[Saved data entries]
+--

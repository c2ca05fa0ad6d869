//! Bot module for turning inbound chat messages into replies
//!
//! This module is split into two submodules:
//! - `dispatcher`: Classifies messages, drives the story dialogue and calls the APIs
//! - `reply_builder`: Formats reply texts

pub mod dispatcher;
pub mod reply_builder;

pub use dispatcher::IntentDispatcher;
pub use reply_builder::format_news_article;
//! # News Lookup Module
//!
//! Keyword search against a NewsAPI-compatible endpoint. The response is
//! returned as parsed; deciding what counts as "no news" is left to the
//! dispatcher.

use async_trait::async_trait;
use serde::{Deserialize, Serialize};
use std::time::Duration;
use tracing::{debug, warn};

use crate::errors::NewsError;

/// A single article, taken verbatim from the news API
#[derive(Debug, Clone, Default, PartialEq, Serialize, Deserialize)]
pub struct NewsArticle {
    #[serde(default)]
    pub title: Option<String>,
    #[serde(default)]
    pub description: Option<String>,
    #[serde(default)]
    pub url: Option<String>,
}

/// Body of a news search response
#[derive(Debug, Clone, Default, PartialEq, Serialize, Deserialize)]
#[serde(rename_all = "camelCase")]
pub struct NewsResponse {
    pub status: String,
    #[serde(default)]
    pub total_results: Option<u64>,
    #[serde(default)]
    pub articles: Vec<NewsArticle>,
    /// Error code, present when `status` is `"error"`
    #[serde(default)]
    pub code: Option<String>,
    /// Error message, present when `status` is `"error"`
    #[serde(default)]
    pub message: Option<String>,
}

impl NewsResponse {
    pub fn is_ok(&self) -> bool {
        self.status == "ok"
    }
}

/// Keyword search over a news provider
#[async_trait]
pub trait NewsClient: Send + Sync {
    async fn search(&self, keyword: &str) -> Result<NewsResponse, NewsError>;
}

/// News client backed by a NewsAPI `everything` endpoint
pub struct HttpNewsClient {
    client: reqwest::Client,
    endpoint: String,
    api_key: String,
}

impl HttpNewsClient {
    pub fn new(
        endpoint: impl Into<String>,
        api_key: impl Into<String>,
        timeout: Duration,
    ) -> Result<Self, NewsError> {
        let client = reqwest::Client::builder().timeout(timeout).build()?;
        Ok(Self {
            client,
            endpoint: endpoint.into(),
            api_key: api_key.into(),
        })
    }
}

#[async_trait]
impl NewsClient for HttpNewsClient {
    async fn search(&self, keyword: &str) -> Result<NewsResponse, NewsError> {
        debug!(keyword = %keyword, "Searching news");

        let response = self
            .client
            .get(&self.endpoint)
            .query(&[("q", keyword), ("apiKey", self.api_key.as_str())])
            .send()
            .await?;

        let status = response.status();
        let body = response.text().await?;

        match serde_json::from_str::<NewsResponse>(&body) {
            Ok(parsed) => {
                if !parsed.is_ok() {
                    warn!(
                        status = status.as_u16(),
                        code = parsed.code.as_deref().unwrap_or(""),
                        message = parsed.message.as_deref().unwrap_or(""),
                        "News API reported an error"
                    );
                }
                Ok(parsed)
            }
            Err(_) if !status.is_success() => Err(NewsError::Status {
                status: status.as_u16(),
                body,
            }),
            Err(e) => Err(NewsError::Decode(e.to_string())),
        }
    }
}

+--

### AIM OF THE TASK
Every line of the entries above that holds "status" should be copied out.

### WRITTEN REPLY
    pub status: String,
    /// Error code, present when `status` is `"error"`
    /// Error message, present when `status` is `"error"`
        self.status == "ok"
        let status = response.status();
                        status = status.as_u16(),
            Err(_) if !status.is_success() => Err(NewsError::Status {
                status: status.as_u16(),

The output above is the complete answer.